Все мои товарищи и сверстники того времени из богатого дворянского круга стремились «сесть» на землю и работать в «земщине». «Земщина» и «опричнина» (бюрократия) тогда часто противопоставлялись. Дух народничества консервативно-славянофильского или либерально-западнического завладел в то время всею молодежью. И народническая проповедь Толстого и призыв с самого престола тому способствовали. При вступлении на престол Император Александр III обратился к дворянству со словами: «Дворяне, живите в деревнях своих и воспитывайте детей своих в простых обычаях». Не только Лев Толстой и народные писатели, и сам Император не очень благоволил к бюрократии. «Вы, значит, работаете на земле», — говорил мне Император Николай II.
Такова была та сословно-бытовая среда, те умонастроения, среди которых воспитывалась московская молодежь стародворянского круга того времени. Товарищами по гимназии и университету старшего брата Долгоруковых князя Николая и ближним человеком в их семье был частым посетителем их дома, знаменитый впоследствии, а в то время еще молодой, но подававший блестящие надежды приват-доцент по кафедре истории Московского университета П.Н. Милюков, молодой ученый, оставленный при Московском университете, уже тогда весьма радикального направления. Мне думается, что влияние Милюкова во многом предопределило политическую карьеру братьев Долгоруких.

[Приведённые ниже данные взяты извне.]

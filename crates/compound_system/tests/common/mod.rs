//! Probe components shared by the `compound_system` integration tests.
#![allow(
    dead_code,
    missing_docs,
    reason = "shared across test binaries; not every binary uses every helper"
)]

use compound_config::prelude::*;
use compound_system::prelude::*;
use parking_lot::Mutex;
use std::sync::Arc;

/// Calls made on probes, in order: `new:<name>`, `load:<name>`, `unload:<name>`.
pub type CallLog = Arc<Mutex<Vec<String>>>;

pub fn call_log() -> CallLog {
    Arc::new(Mutex::new(Vec::new()))
}

pub fn calls(log: &CallLog) -> Vec<String> {
    log.lock().clone()
}

#[derive(Debug, Clone, Copy, Default, PartialEq, Eq)]
pub enum Behavior {
    #[default]
    Succeed,
    FailLoad,
    PanicLoad,
    FailUnload,
    PanicUnload,
}

/// A component that records its lifecycle calls.
#[derive(Configurable)]
pub struct Probe {
    pub name: String,
    pub log: CallLog,
    pub behavior: Behavior,
    #[config(required = false)]
    pub port: i64,
}

impl Lifecycle for Probe {
    fn load(&mut self) -> Result<(), ComponentError> {
        self.log.lock().push(format!("load:{}", self.name));
        match self.behavior {
            Behavior::FailLoad => Err("refused to load".into()),
            Behavior::PanicLoad => panic!("load exploded"),
            _ => Ok(()),
        }
    }

    fn unload(&mut self) -> Result<(), ComponentError> {
        self.log.lock().push(format!("unload:{}", self.name));
        match self.behavior {
            Behavior::FailUnload => Err("refused to unload".into()),
            Behavior::PanicUnload => panic!("unload exploded"),
            _ => Ok(()),
        }
    }
}

impl Component for Probe {
    fn lifecycle(&mut self) -> Option<&mut dyn Lifecycle> {
        Some(self)
    }
}

pub fn probe(name: &str, log: &CallLog) -> ComponentDescriptor {
    probe_with(name, log, Behavior::Succeed)
}

pub fn probe_with(name: &str, log: &CallLog, behavior: Behavior) -> ComponentDescriptor {
    let log = Arc::clone(log);
    let owned = name.to_owned();
    ComponentDescriptor::new(name, move || {
        log.lock().push(format!("new:{owned}"));
        Ok(Probe {
            name: owned,
            log,
            behavior,
            port: 0,
        })
    })
}

/// A component with a required key and no hooks.
#[derive(Debug, Default, Configurable)]
pub struct NeedsPort {
    #[config(key = "server.port")]
    pub port: u16,
}

impl Component for NeedsPort {}

/// A component with nothing to configure.
#[derive(Debug, Default, Configurable)]
pub struct Plain;

impl Component for Plain {}

pub fn run(catalog: Catalog) -> (ComponentRegistry, LoadReport) {
    run_with(MemoryStore::new(), catalog)
}

pub fn run_with(store: MemoryStore, catalog: Catalog) -> (ComponentRegistry, LoadReport) {
    let binder = Binder::new(store);
    LoadScheduler::new(&binder).run(catalog)
}

pub fn reasons(registry: &ComponentRegistry, name: &str) -> Vec<String> {
    registry
        .record(name)
        .map(|record| record.fail_reasons().collect())
        .unwrap_or_default()
}
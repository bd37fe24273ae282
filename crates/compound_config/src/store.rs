//! Configuration stores: where documents come from.
//!
//! The binder only needs to open a document by path. A missing document is
//! not an error; only a required field against a missing document is.

use crate::document::ConfigDocument;
use crate::error::StoreError;
use hashbrown::HashMap;
use std::io::ErrorKind;
use std::path::{Path, PathBuf};
use std::sync::Arc;

/// Source of configuration documents.
pub trait ConfigStore: Send + Sync {
    /// Opens the document at `path`.
    ///
    /// Returns `Ok(None)` if no such document exists.
    ///
    /// # Errors
    ///
    /// Returns a [`StoreError`] if the document exists but cannot be read or
    /// parsed.
    fn open(&self, path: &str) -> Result<Option<ConfigDocument>, StoreError>;
}

impl<S: ConfigStore + ?Sized> ConfigStore for Arc<S> {
    fn open(&self, path: &str) -> Result<Option<ConfigDocument>, StoreError> {
        (**self).open(path)
    }
}

impl<S: ConfigStore + ?Sized> ConfigStore for Box<S> {
    fn open(&self, path: &str) -> Result<Option<ConfigDocument>, StoreError> {
        (**self).open(path)
    }
}

/// An in-process store holding documents by path.
///
/// # Example
///
/// ```
/// use compound_config::document::ConfigDocument;
/// use compound_config::store::{ConfigStore, MemoryStore};
///
/// let store = MemoryStore::new()
///     .with_document("app.json", ConfigDocument::new().with("name", "demo"));
///
/// assert!(store.open("app.json").unwrap().is_some());
/// assert!(store.open("other.json").unwrap().is_none());
/// ```
#[derive(Debug, Clone, Default)]
pub struct MemoryStore {
    documents: HashMap<String, ConfigDocument>,
}

impl MemoryStore {
    /// Creates an empty store.
    #[must_use]
    pub fn new() -> Self {
        Self::default()
    }

    /// Adds or replaces the document at `path`.
    pub fn insert(&mut self, path: impl Into<String>, document: ConfigDocument) -> &mut Self {
        self.documents.insert(path.into(), document);
        self
    }

    /// Builder form of [`insert`](Self::insert).
    #[must_use]
    pub fn with_document(mut self, path: impl Into<String>, document: ConfigDocument) -> Self {
        self.insert(path, document);
        self
    }

    /// Returns the number of documents held.
    #[must_use]
    pub fn len(&self) -> usize {
        self.documents.len()
    }

    /// Returns true if the store holds no documents.
    #[must_use]
    pub fn is_empty(&self) -> bool {
        self.documents.is_empty()
    }
}

impl ConfigStore for MemoryStore {
    fn open(&self, path: &str) -> Result<Option<ConfigDocument>, StoreError> {
        Ok(self.documents.get(path).cloned())
    }
}

/// A store reading JSON documents from files under a root directory.
///
/// Each call to [`open`](ConfigStore::open) reads the whole file and releases
/// the handle before returning, on success and failure alike.
#[derive(Debug, Clone)]
pub struct DirectoryStore {
    root: PathBuf,
}

impl DirectoryStore {
    /// Creates a store rooted at `root`. The directory does not need to exist.
    #[must_use]
    pub fn new(root: impl Into<PathBuf>) -> Self {
        Self { root: root.into() }
    }

    /// Returns the root directory.
    #[must_use]
    pub fn root(&self) -> &Path {
        &self.root
    }

    /// Returns the file a store path maps to.
    #[must_use]
    pub fn file_for(&self, path: &str) -> PathBuf {
        self.root.join(path)
    }
}

impl ConfigStore for DirectoryStore {
    fn open(&self, path: &str) -> Result<Option<ConfigDocument>, StoreError> {
        let file = self.file_for(path);
        let text = match std::fs::read_to_string(&file) {
            Ok(text) => text,
            Err(err) if err.kind() == ErrorKind::NotFound => return Ok(None),
            Err(source) => return Err(StoreError::Io { path: file, source }),
        };

        tracing::trace!(path, file = %file.display(), "opened config document");
        ConfigDocument::from_json_str(path, &text).map(Some)
    }
}
//! A component framework that loads self-contained units in dependency order
//! and binds external configuration into their fields.
//!

/// Configuration documents, stores and the field binder.
pub use compound_config;

/// Component descriptors, dependency graph, load scheduler and registry.
pub use compound_system;

/// Host infrastructure: tracing setup and host settings.
pub use compound_core;

/// Re-export all common types for easy access.
pub mod prelude {
    pub use compound_config::prelude::*;
    pub use compound_core::{HostSettings, TracingFormat, TracingSetup};
    pub use compound_system::prelude::*;
}
//! Tests for the filesystem-backed document store.

use compound_config::prelude::*;
use std::fs;

#[derive(Debug, Default, Configurable)]
#[config(path = "greeter.json")]
struct Greeter {
    #[config(key = "greeting.text", colorize)]
    text: String,
    #[config(key = "greeting.repeat", required = false)]
    repeat: u8,
}

#[test]
fn missing_file_is_absent() {
    let dir = tempfile::tempdir().unwrap();
    let store = DirectoryStore::new(dir.path());

    assert!(store.open("nothing.json").unwrap().is_none());
}

#[test]
fn reads_nested_json_documents() {
    let dir = tempfile::tempdir().unwrap();
    fs::create_dir_all(dir.path().join("sub")).unwrap();
    fs::write(
        dir.path().join("sub/app.json"),
        r#"{ "server": { "port": 25565, "motd": "hello" } }"#,
    )
    .unwrap();

    let store = DirectoryStore::new(dir.path());
    let document = store.open("sub/app.json").unwrap().unwrap();

    assert_eq!(document.get_as::<u16>("server.port"), Some(25565));
    assert_eq!(document.get_as::<String>("server.motd").as_deref(), Some("hello"));
}

#[test]
fn malformed_json_is_a_parse_error() {
    let dir = tempfile::tempdir().unwrap();
    fs::write(dir.path().join("bad.json"), "{ not json").unwrap();

    let store = DirectoryStore::new(dir.path());
    let err = store.open("bad.json").unwrap_err();
    assert!(matches!(err, StoreError::Parse { ref path, .. } if path == "bad.json"));
}

#[test]
fn non_mapping_root_is_rejected() {
    let dir = tempfile::tempdir().unwrap();
    fs::write(dir.path().join("list.json"), "[1, 2, 3]").unwrap();

    let store = DirectoryStore::new(dir.path());
    let err = store.open("list.json").unwrap_err();
    assert!(matches!(err, StoreError::NotAMapping { found: ValueKind::List, .. }));
}

#[test]
fn binder_reads_from_directory() {
    let dir = tempfile::tempdir().unwrap();
    fs::write(
        dir.path().join("greeter.json"),
        r#"{ "greeting": { "text": "&eWelcome", "repeat": 3 } }"#,
    )
    .unwrap();

    let binder = Binder::new(DirectoryStore::new(dir.path()));
    let mut greeter = Greeter::default();
    binder.bind(&mut greeter).unwrap();

    assert_eq!(greeter.text, "\u{00A7}eWelcome");
    assert_eq!(greeter.repeat, 3);
}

Князь Николай Дмитриевич[174], умерший в расцвете лет, оставил по себе самую светлую память как губернский предводитель и общественный земский деятель Черниговской губернии. Он представлял собою яркий образчик высококультурного прогрессивно-правого направления лучших кругов московского барства. Князь Николай Дмитриевич был характерною фигурою для того круга русского общества, которому принадлежал.
Младшие братья-близнецы, ударившись в кадетский радикализм, тем самым выделили себя из своего круга. Думаю, что характерною чертою русского интеллигентского радикализма, русского кадетизма в частности, было их общефилософское направление — позитивизм и разрыв не только с Церковью, но и вообще с религиею. Вот, мне думается, — та грань, по которой резко делилось в ту пору всё русское общество. Не порвавшие с религией, и в своих политических и в своих социальных воззрениях всегда имеют то регулирующее начало, тот направляющий руль, тот сдерживающий якорь, который мешает ладье индивидуальной человеческой жизни уноситься слишком в сторону от надлежащего пути по бурному морю политических и социальных страстей.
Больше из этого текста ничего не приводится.